::: Data for review

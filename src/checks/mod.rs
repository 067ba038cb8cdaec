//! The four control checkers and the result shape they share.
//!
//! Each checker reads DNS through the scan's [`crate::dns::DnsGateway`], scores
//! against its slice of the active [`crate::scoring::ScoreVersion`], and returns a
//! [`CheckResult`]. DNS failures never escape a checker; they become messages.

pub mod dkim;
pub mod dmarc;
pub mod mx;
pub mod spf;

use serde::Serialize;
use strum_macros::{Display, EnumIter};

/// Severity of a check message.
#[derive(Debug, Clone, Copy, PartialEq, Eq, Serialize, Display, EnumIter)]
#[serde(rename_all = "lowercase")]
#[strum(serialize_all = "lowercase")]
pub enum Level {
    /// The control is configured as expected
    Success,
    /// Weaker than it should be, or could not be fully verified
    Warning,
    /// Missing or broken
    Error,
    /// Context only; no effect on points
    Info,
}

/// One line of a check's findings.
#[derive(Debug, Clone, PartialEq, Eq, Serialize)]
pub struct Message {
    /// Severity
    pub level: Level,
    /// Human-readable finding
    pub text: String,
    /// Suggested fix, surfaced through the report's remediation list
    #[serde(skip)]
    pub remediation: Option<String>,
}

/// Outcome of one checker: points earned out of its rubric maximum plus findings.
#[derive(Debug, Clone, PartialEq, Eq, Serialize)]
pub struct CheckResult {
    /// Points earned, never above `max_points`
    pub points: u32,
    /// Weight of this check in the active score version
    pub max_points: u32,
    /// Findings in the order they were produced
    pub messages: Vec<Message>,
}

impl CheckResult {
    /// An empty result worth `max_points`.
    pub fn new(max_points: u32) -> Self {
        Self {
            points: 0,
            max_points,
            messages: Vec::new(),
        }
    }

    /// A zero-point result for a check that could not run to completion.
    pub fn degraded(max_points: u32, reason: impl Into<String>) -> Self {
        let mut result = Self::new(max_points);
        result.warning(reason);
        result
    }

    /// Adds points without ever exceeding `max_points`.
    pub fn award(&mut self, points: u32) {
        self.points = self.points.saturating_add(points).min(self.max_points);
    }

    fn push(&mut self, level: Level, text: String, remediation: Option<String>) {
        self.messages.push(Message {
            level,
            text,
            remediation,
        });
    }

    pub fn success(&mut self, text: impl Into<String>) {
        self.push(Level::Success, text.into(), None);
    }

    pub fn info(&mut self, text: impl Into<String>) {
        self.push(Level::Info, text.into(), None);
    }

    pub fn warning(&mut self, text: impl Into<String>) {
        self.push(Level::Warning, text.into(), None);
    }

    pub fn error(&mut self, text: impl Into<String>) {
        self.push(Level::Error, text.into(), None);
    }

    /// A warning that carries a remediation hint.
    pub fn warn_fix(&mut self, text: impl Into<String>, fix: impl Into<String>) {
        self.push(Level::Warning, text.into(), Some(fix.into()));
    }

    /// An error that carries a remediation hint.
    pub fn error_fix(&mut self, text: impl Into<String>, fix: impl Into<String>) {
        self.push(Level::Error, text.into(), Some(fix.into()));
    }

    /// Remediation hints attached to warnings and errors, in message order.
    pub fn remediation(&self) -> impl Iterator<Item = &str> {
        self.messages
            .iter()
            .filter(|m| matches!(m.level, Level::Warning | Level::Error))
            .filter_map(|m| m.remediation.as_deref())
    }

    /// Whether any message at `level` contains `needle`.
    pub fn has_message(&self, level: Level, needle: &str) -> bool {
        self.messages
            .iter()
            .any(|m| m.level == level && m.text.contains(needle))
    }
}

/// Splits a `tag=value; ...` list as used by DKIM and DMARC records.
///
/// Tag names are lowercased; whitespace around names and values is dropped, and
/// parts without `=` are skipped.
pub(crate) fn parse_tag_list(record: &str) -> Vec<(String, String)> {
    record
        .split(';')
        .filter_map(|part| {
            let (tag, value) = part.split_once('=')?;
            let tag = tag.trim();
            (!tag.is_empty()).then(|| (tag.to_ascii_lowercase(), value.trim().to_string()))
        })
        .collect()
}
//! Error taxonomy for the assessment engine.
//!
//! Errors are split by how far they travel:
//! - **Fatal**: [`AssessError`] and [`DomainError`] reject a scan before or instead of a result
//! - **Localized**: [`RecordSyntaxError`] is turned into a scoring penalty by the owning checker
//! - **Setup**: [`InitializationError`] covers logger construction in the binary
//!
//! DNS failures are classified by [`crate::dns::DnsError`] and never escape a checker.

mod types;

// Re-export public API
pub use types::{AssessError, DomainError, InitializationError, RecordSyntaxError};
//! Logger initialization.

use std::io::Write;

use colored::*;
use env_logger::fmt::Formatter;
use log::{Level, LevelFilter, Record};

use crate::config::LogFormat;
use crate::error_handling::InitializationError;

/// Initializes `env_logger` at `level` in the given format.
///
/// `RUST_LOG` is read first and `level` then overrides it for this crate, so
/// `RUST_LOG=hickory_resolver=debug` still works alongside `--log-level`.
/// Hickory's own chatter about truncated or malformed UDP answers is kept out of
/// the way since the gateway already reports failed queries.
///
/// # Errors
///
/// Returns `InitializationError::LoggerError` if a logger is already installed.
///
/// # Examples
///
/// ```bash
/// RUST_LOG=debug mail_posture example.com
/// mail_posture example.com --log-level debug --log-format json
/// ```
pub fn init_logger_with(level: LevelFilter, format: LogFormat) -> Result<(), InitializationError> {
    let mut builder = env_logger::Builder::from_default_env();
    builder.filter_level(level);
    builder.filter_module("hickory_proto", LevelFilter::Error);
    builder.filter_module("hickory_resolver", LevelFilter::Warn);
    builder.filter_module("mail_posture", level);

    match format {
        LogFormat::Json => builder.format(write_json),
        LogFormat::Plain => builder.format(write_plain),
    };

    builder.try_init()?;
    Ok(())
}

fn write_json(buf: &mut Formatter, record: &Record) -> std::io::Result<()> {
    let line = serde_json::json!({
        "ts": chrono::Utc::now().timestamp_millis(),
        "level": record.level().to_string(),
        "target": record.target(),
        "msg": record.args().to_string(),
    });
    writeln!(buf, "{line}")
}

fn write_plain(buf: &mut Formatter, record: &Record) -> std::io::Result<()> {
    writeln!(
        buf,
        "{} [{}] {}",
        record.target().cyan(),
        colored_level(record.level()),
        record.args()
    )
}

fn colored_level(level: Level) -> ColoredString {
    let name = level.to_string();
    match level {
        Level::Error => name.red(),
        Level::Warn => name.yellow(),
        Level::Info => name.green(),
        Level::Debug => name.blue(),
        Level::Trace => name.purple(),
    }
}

::::::

[Action item] Scan the entries for lines holding the string "CheckResult", then copy every one of them.

[Problem solution]
//! [`CheckResult`]. DNS failures never escape a checker; they become messages.
pub struct CheckResult {
impl CheckResult {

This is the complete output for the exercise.